Judges judge. Prosecutors prosecute. And journalists, well, they do what journalists should do – get the news and report it, good and bad.

Except for falling just short of a triple hit of alliteration, it's quite an elegant arrangement – with a bit of constitutional and First Amendment symmetry for good measure.

But consider the raft of instances lately in which judges or prosecutors have decided to step into newsrooms in one manner or another in pursuit of notes, interviews, videotapes or telephone conversations, or have attempted to prevent publication or broadcast of information to readers and viewers.

According to Associated Press reports, in just the past few weeks:

– In Missouri, a state judge ordered two newspapers not to publish material they had received about public utilities and air pollution, but the order was lifted after a state appeals court stepped in.

– In California, federal officials investigating steroid use by famous athletes discontinued efforts to force two San Francisco reporters to disclose their sources, after a lawyer pleaded guilty to being the source. But a freelance videographer, Joshua Wolf, remains in jail in San Francisco for refusing to turn over to a grand jury his videotape of a protest event.

– In Kansas, a newspaper and television station were ordered to turn over reporters' notes taken during interviews with a man who faces a capital murder charge in the death of a 14-year-old girl.

– In Tennessee, a federal judge is considering whether to enforce a 1974 agreement that would close arrest information to reporters unless and until there's a conviction based on the arrest.

– In Florida, a state judge reversed his original order that Orlando's WKMG-TV could not air investigative reports about a political consultant based on 84 boxes of documents it obtained at an auction.

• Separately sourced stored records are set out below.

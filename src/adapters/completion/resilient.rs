//! Rate limiting and retry around any completion client.

use async_trait::async_trait;
use backoff::ExponentialBackoff;
use governor::{DefaultDirectRateLimiter, Quota, RateLimiter};
use std::num::NonZeroU32;
use std::sync::atomic::{AtomicU32, Ordering};
use std::sync::Arc;
use std::time::Duration;
use tracing::warn;

use crate::domain::errors::CompletionError;
use crate::domain::models::{Message, RateLimitConfig, RetryConfig};
use crate::domain::ports::CompletionClient;

/// Wraps a client with a token-bucket limiter and exponential-backoff retry
/// of transient failures (transport errors, 429, 5xx).
///
/// Empty responses and configuration errors are returned immediately.
pub struct ResilientCompletionClient {
    inner: Arc<dyn CompletionClient>,
    limiter: DefaultDirectRateLimiter,
    retry: RetryConfig,
}

impl ResilientCompletionClient {
    pub fn new(
        inner: Arc<dyn CompletionClient>,
        rate_limit: &RateLimitConfig,
        retry: RetryConfig,
    ) -> Self {
        Self {
            inner,
            limiter: RateLimiter::direct(quota(rate_limit)),
            retry,
        }
    }

    fn backoff(&self) -> ExponentialBackoff {
        ExponentialBackoff {
            initial_interval: Duration::from_millis(self.retry.initial_backoff_ms),
            max_interval: Duration::from_millis(self.retry.max_backoff_ms),
            max_elapsed_time: None,
            ..ExponentialBackoff::default()
        }
    }
}

fn quota(config: &RateLimitConfig) -> Quota {
    let burst = NonZeroU32::new(config.burst_size).unwrap_or(NonZeroU32::MIN);
    let period = if config.requests_per_second > 0.0 {
        Duration::from_secs_f64(1.0 / config.requests_per_second)
    } else {
        Duration::from_secs(1)
    };
    Quota::with_period(period)
        .unwrap_or_else(|| Quota::per_second(NonZeroU32::MIN))
        .allow_burst(burst)
}

#[async_trait]
impl CompletionClient for ResilientCompletionClient {
    fn name(&self) -> &'static str {
        self.inner.name()
    }

    async fn complete(&self, messages: &[Message]) -> Result<String, CompletionError> {
        let attempts = AtomicU32::new(0);
        let attempts = &attempts;
        let inner = &self.inner;
        let limiter = &self.limiter;
        let max_retries = self.retry.max_retries;

        backoff::future::retry(self.backoff(), move || async move {
            limiter.until_ready().await;
            let attempt = attempts.fetch_add(1, Ordering::Relaxed);
            match inner.complete(messages).await {
                Ok(text) => Ok(text),
                Err(err) if err.is_transient() && attempt < max_retries => {
                    warn!(
                        backend = inner.name(),
                        attempt = attempt + 1,
                        error = %err,
                        "Transient completion failure, retrying"
                    );
                    Err(backoff::Error::transient(err))
                }
                Err(err) => Err(backoff::Error::permanent(err)),
            }
        })
        .await
    }
}

#[cfg(test)]
mod tests {
    use super::*;
    use crate::adapters::completion::ScriptedCompletionClient;

    fn fast_retry(max_retries: u32) -> RetryConfig {
        RetryConfig {
            max_retries,
            initial_backoff_ms: 1,
            max_backoff_ms: 5,
        }
    }

    fn unlimited() -> RateLimitConfig {
        RateLimitConfig {
            requests_per_second: 1000.0,
            burst_size: 100,
        }
    }

    #[tokio::test]
    async fn test_retries_transient_failures() {
        let inner = Arc::new(ScriptedCompletionClient::with_results([
            Err(CompletionError::Api {
                status: 503,
                body: String::new(),
            }),
            Err(CompletionError::Http("reset".into())),
            Ok("done".to_string()),
        ]));
        let client = ResilientCompletionClient::new(inner.clone(), &unlimited(), fast_retry(3));
        assert_eq!(client.complete(&[Message::user("q")]).await.unwrap(), "done");
        assert_eq!(inner.call_count().await, 3);
    }

    #[tokio::test]
    async fn test_does_not_retry_empty_response() {
        let inner = Arc::new(ScriptedCompletionClient::with_results([
            Err(CompletionError::EmptyResponse),
            Ok("unused".to_string()),
        ]));
        let client = ResilientCompletionClient::new(inner.clone(), &unlimited(), fast_retry(3));
        assert_eq!(
            client.complete(&[]).await.unwrap_err(),
            CompletionError::EmptyResponse
        );
        assert_eq!(inner.call_count().await, 1);
    }

    #[tokio::test]
    async fn test_gives_up_after_max_retries() {
        let failures = (0..5).map(|_| {
            Err(CompletionError::Api {
                status: 429,
                body: String::new(),
            })
        });
        let inner = Arc::new(ScriptedCompletionClient::with_results(failures));
        let client = ResilientCompletionClient::new(inner.clone(), &unlimited(), fast_retry(2));
        assert!(client.complete(&[]).await.is_err());
        assert_eq!(inner.call_count().await, 3);
    }
}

– In Massachusetts, a judge ruled that the news media could not reproduce the particularly graphic photos and videos from a murder trial that ended last year.

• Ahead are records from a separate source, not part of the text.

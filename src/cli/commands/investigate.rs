//! Investigate command: run one session in the foreground.

use anyhow::{Context, Result};
use clap::Args;
use std::path::{Path, PathBuf};
use tracing::warn;

use crate::cli::output::{output, CommandOutput, ScenarioSummary, TableFormatter};
use crate::domain::models::{Config, InvestigationRequest, Session, SessionStatus};
use crate::services::InvestigationService;

#[derive(Args, Debug)]
pub struct InvestigateArgs {
    /// Error message or symptom to investigate
    #[arg(short, long)]
    pub error: String,

    /// Extra context: stack trace, recent changes, reproduction notes
    #[arg(short = 'x', long, default_value = "")]
    pub context: String,

    /// Language of the code under investigation
    #[arg(short, long)]
    pub language: Option<String>,

    /// File the error points at
    #[arg(short, long)]
    pub file: Option<String>,

    /// Repository to investigate
    #[arg(short, long, default_value = ".")]
    pub repo: PathBuf,
}

#[derive(Debug, serde::Serialize)]
pub struct InvestigationOutput {
    pub session_id: String,
    pub status: String,
    pub iterations: u32,
    pub confidence: Option<f64>,
    pub primary_fix: Option<String>,
    pub supporting_fixes: Vec<String>,
    pub conflicts: Vec<String>,
    pub failure: Option<String>,
    pub scenarios: Vec<ScenarioSummary>,
}

impl From<&Session> for InvestigationOutput {
    fn from(session: &Session) -> Self {
        let result = session.final_result.as_ref();
        Self {
            session_id: session.id.clone(),
            status: session.status.to_string(),
            iterations: session.iteration,
            confidence: result.map(|r| r.confidence),
            primary_fix: result.map(|r| r.primary_fix.clone()),
            supporting_fixes: result.map(|r| r.supporting_fixes.clone()).unwrap_or_default(),
            conflicts: result
                .map(|r| r.conflicts.iter().map(|c| c.reason.clone()).collect())
                .unwrap_or_default(),
            failure: session
                .failure
                .as_ref()
                .map(|f| format!("{}: {}", f.kind.as_str(), f.message)),
            scenarios: session
                .scenario_results
                .iter()
                .map(ScenarioSummary::from)
                .collect(),
        }
    }
}

impl CommandOutput for InvestigationOutput {
    fn to_human(&self) -> String {
        let mut lines = vec![
            format!("Session: {}", self.session_id),
            format!("Status: {}", self.status),
            format!("Iterations: {}", self.iterations),
        ];
        if let (Some(confidence), Some(fix)) = (self.confidence, &self.primary_fix) {
            lines.push(format!("Confidence: {confidence:.3}"));
            lines.push(format!("Primary fix: {fix}"));
        }
        for fix in &self.supporting_fixes {
            lines.push(format!("  supporting: {fix}"));
        }
        for conflict in &self.conflicts {
            lines.push(format!("  conflict: {conflict}"));
        }
        if let Some(failure) = &self.failure {
            lines.push(format!("Failure: {failure}"));
        }

        if !self.scenarios.is_empty() {
            lines.push(String::new());
            lines.push(TableFormatter::new().format_scenarios(&self.scenarios));
        }
        lines.join("\n")
    }
}

fn build_request(args: InvestigateArgs) -> Result<InvestigationRequest> {
    let repo = std::fs::canonicalize(&args.repo)
        .with_context(|| format!("Repository path {} does not exist", args.repo.display()))?;
    let mut request = InvestigationRequest::new(args.error, repo).with_context(args.context);
    if let Some(language) = args.language {
        request = request.with_language(language);
    }
    if let Some(file) = args.file {
        request = request.with_file_path(file);
    }
    Ok(request)
}

pub async fn execute(
    args: InvestigateArgs,
    config: Config,
    config_file: Option<&Path>,
    json_mode: bool,
) -> Result<i32> {
    let request = build_request(args)?;
    let service = InvestigationService::local(config, config_file)?;
    let session_id = service
        .start(request)
        .await
        .context("Failed to start investigation")?;

    let wait = service.wait(&session_id);
    tokio::pin!(wait);
    let session = tokio::select! {
        session = &mut wait => session?,
        _ = tokio::signal::ctrl_c() => {
            warn!(session_id = %session_id, "Interrupted, cancelling session");
            service.cancel(&session_id).await?;
            wait.await?
        }
    };

    output(&InvestigationOutput::from(&session), json_mode);
    Ok(exit_code(session.status))
}

/// 0 for a confident decision, 2 for none; 1 is left to command failures.
const fn exit_code(status: SessionStatus) -> i32 {
    match status {
        SessionStatus::Complete => 0,
        _ => 2,
    }
}

#[cfg(test)]
mod tests {
    use super::*;
    use crate::domain::models::{AggregatedResult, FailureKind, Hypothesis, ScenarioResult, SessionFailure};

    #[test]
    fn test_output_of_failed_session() {
        let mut session = Session::new("session-1", InvestigationRequest::new("boom", "/tmp"));
        session
            .fail(SessionFailure::new(FailureKind::NoSolutionFound, "no solution found"))
            .unwrap();
        let out = InvestigationOutput::from(&session);
        assert_eq!(out.status, "error");
        assert!(out.primary_fix.is_none());
        assert!(out.to_human().contains("Failure: no_solution_found: no solution found"));
    }

    #[test]
    fn test_output_of_complete_session() {
        let mut session = Session::new("session-2", InvestigationRequest::new("boom", "/tmp"));
        let mut result = AggregatedResult::no_solution();
        result.success = true;
        result.confidence = 0.768;
        result.primary_fix = "invalidate the cache on write".into();
        session.complete(result).unwrap();

        let human = InvestigationOutput::from(&session).to_human();
        assert!(human.contains("Confidence: 0.768"));
        assert!(human.contains("Primary fix: invalidate the cache on write"));
    }

    #[test]
    fn test_scenarios_render_as_table() {
        let mut session = Session::new("session-3", InvestigationRequest::new("boom", "/tmp"));
        session.scenario_results.push(
            ScenarioResult::new("scenario-1-1", &Hypothesis::new("cache", "stale cache"))
                .succeeded()
                .with_confidence(0.9)
                .with_explanation("stale entries survive updates"),
        );

        let human = InvestigationOutput::from(&session).to_human();
        assert!(human.contains("Scenario"));
        assert!(human.contains("Insight"));
        assert!(human.contains("scenario-1-1"));
        assert!(human.contains("0.90"));
    }
}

– In Texas, a state judge resisted a request by prosecutors for an order telling Houston's KPRC-TV to turn over unaired footage of some interviews. An assistant district attorney had told the court the prosecution subpoenaed the video to help with investigations and possibly trial preparations.

Clearly, this is more than a tempest in an inkpot. Somewhere, somehow, for some reason a long-standing ethic that the news media are not just another investigative tool for police, nor subject to "editors of the court," has broken down.

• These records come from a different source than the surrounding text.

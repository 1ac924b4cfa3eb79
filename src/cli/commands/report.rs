//! Report CLI commands: read what trial workers persisted.

use anyhow::{Context, Result};
use clap::{Args, Subcommand};
use std::path::{Path, PathBuf};

use crate::adapters::storage::FileReportStore;
use crate::cli::output::{output, CommandOutput, ScenarioSummary, TableFormatter};
use crate::domain::models::{Config, ScenarioResult, SessionScope};
use crate::domain::ports::ReportStore;

#[derive(Args, Debug)]
pub struct ReportArgs {
    #[command(subcommand)]
    pub command: ReportCommands,
}

#[derive(Subcommand, Debug)]
pub enum ReportCommands {
    /// List the reports of a session
    List {
        /// Repository the session investigated
        #[arg(short, long, default_value = ".")]
        repo: PathBuf,
        /// Session ID
        #[arg(short, long)]
        session: String,
    },
    /// Show one report in full
    Show {
        #[arg(short, long, default_value = ".")]
        repo: PathBuf,
        #[arg(short, long)]
        session: String,
        /// Scenario ID
        scenario: String,
    },
}

#[derive(Debug, serde::Serialize)]
pub struct ReportListOutput {
    pub session_id: String,
    pub reports: Vec<ScenarioResult>,
    pub total: usize,
}

impl CommandOutput for ReportListOutput {
    fn to_human(&self) -> String {
        if self.reports.is_empty() {
            return format!("No reports found for session {}.", self.session_id);
        }

        let rows: Vec<ScenarioSummary> = self.reports.iter().map(ScenarioSummary::from).collect();
        format!(
            "Found {} report(s):\n{}",
            self.total,
            TableFormatter::new().format_reports(&rows)
        )
    }
}

#[derive(Debug, serde::Serialize)]
pub struct ReportDetailOutput {
    pub report: ScenarioResult,
}

impl CommandOutput for ReportDetailOutput {
    fn to_human(&self) -> String {
        let r = &self.report;
        let mut lines = vec![
            format!("Scenario: {}", r.id),
            format!("Hypothesis: [{}] {}", r.hypothesis_type, r.hypothesis),
            format!("Success: {}", r.success),
            format!("Confidence: {:.2}", r.confidence),
            format!("Termination: {}", r.termination),
            format!("Completed: {}", r.completed_at.to_rfc3339()),
        ];
        if !r.fix_attempted.is_empty() {
            lines.push(format!("Fix attempted: {}", r.fix_attempted));
        }
        if !r.explanation.is_empty() {
            lines.push(format!("Explanation: {}", r.explanation));
        }
        let resources = &r.metrics.progress.resources_used;
        if !resources.is_empty() {
            let names: Vec<&str> = resources.iter().map(String::as_str).collect();
            lines.push(format!("Resources: {}", names.join(", ")));
        }
        lines.push(format!("\nFindings:\n{}", r.findings));
        if let Some(changes) = &r.changes {
            lines.push(format!("\nChanges:\n{changes}"));
        }
        lines.join("\n")
    }
}

fn scope_for(repo: &Path, session: &str) -> Result<SessionScope> {
    let repo = std::fs::canonicalize(repo)
        .with_context(|| format!("Repository path {} does not exist", repo.display()))?;
    Ok(SessionScope::new(session, &repo))
}

pub async fn execute(args: ReportArgs, config: Config, json_mode: bool) -> Result<()> {
    let store = FileReportStore::new(&config.data_root);

    match args.command {
        ReportCommands::List { repo, session } => {
            let scope = scope_for(&repo, &session)?;
            let reports = store.list(&scope).await?;
            let out = ReportListOutput {
                session_id: session,
                total: reports.len(),
                reports,
            };
            output(&out, json_mode);
        }
        ReportCommands::Show {
            repo,
            session,
            scenario,
        } => {
            let scope = scope_for(&repo, &session)?;
            let report = store
                .read(&scope, &scenario)
                .await?
                .ok_or_else(|| anyhow::anyhow!("Report not found: {scenario} in {session}"))?;
            output(&ReportDetailOutput { report }, json_mode);
        }
    }
    Ok(())
}

#[cfg(test)]
mod tests {
    use super::*;
    use crate::domain::models::Hypothesis;

    #[test]
    fn test_empty_report_list() {
        let out = ReportListOutput {
            session_id: "session-1".into(),
            reports: Vec::new(),
            total: 0,
        };
        assert_eq!(out.to_human(), "No reports found for session session-1.");
    }

    #[test]
    fn test_report_list_renders_table() {
        let report = ScenarioResult::new("scenario-2-3", &Hypothesis::new("async", "missing await"))
            .with_confidence(0.4);
        let out = ReportListOutput {
            session_id: "session-1".into(),
            reports: vec![report],
            total: 1,
        };
        let human = out.to_human();
        assert!(human.starts_with("Found 1 report(s):"));
        assert!(human.contains("scenario-2-3"));
        assert!(human.contains("Termination"));
        assert!(!human.contains("Insight"));
    }
}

Did somebody delete the "Pentagon Papers" decision by the U.S. Supreme Court from lawbooks and judicial history? In that famous case, in 1971, the Nixon administration tried to prevent The New York Times – and ultimately a number of other newspapers – from printing what they knew about a top-secret report detailing how the nation became snared in the Vietnam War.

Then-Attorney General John Mitchell's Justice Department argued that national security would be injured by disclosure of the information, contained in papers leaked to the press by a disaffected Pentagon analyst, Daniel Ellsberg.

In a ringing decision, the high court held that although newspapers remained responsible for the consequences of what they publish, not even the president could stop them from printing it. But as we approach the 36th anniversary of that historic opinion, it seems that the simple yet so-important principle of that ruling has been lost in a muddle of motions, maneuvers and myopia about what the Founding Fathers intended when they provided for a free and independent press.

Consider the police manpower and the depth of the public purse behind every government investigation. Consider the power of the courts to subpoena witnesses, compel testimony and – with powers reserved for few in our land – to determine matters involving the life, property and liberty of fellow citizens.

Given all of that, does a prosecutor really need to prepare for trial by reading the scribbled notes of a reporter, or to scan the unaired videotape of a local TV station or freelance cameraman to determine who marched where, when?

The public needs an unfiltered, unbeholden and uninvolved view of how the courts and the criminal-justice system work, to help honest judges and public servants root out those who aren't. The public needs an independent observer as a check and balance – and sometimes a watchdog with bite – on misplaced zealots and those more in pursuit of personal gain than public benefit.

Ironically, the courts and the press have much in common. Though they are not allies in the usual sense, they depend on each other and share at least one goal. Both have an interest in letting citizens see the work of the courts accurately, openly and fairly.

There's no better friend, over time, to an independent judiciary than a free press that understands the need to stand apart from the process of government, the better to see and take the measure of it. Taking the courtroom into the newsroom won't improve that view.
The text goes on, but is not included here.